(Work order): Check the data underneath for lines holding the word "names", and state only how many you find.

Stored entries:
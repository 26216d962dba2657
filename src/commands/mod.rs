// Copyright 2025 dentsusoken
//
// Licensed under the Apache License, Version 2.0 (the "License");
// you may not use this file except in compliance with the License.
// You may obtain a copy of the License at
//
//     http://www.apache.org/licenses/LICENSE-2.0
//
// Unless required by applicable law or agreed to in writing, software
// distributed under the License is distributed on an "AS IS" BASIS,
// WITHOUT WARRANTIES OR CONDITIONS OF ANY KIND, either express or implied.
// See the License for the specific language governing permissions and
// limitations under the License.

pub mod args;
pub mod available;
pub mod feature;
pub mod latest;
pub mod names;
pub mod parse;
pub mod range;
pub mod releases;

--

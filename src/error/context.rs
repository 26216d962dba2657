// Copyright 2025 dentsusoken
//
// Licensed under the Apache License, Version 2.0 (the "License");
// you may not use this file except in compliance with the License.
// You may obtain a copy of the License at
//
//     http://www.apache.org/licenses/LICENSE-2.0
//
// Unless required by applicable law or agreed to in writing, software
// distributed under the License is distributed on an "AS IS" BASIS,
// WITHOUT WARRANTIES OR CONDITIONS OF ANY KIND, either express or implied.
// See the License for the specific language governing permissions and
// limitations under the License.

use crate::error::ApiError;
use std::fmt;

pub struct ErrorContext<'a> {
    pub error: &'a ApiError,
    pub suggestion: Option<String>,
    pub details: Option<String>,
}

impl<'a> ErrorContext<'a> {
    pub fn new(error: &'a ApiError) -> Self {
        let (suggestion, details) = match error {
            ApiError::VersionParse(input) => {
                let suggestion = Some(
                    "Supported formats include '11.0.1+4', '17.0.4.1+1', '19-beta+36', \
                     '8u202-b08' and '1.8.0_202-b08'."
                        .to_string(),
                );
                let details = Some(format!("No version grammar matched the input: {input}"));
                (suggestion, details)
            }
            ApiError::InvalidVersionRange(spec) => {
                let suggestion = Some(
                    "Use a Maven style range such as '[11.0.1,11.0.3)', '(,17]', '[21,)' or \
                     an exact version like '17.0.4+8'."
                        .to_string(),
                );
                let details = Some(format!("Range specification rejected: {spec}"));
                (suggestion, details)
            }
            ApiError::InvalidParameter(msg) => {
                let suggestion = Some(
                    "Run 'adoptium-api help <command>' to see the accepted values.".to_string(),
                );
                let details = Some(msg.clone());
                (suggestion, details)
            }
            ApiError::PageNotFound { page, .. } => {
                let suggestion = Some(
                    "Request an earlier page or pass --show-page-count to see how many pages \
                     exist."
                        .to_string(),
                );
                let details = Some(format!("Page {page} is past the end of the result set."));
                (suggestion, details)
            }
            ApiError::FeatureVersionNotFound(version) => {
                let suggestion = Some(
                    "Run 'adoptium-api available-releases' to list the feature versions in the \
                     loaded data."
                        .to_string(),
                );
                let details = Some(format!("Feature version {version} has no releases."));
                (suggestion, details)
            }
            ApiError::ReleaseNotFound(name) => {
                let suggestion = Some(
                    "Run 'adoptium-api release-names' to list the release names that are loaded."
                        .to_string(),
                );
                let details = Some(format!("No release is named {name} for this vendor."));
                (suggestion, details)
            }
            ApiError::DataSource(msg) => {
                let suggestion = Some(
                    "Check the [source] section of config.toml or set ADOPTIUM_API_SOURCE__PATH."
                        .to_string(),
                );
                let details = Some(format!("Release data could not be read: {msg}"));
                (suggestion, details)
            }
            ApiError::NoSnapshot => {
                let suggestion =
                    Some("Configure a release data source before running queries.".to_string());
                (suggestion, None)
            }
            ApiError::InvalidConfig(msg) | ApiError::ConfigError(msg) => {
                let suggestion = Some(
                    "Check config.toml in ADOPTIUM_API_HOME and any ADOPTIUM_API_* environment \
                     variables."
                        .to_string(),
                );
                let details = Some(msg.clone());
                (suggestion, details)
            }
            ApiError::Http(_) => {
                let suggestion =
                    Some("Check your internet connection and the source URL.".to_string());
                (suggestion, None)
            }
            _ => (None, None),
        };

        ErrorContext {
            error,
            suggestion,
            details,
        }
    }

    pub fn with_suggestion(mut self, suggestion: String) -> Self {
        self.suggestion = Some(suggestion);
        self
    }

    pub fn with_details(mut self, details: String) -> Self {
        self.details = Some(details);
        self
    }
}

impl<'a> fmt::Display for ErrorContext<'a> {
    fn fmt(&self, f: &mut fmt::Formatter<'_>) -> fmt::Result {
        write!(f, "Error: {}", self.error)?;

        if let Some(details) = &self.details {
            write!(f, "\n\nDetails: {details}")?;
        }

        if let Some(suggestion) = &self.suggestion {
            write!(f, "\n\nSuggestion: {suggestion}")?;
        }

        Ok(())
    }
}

(Exercise response): 2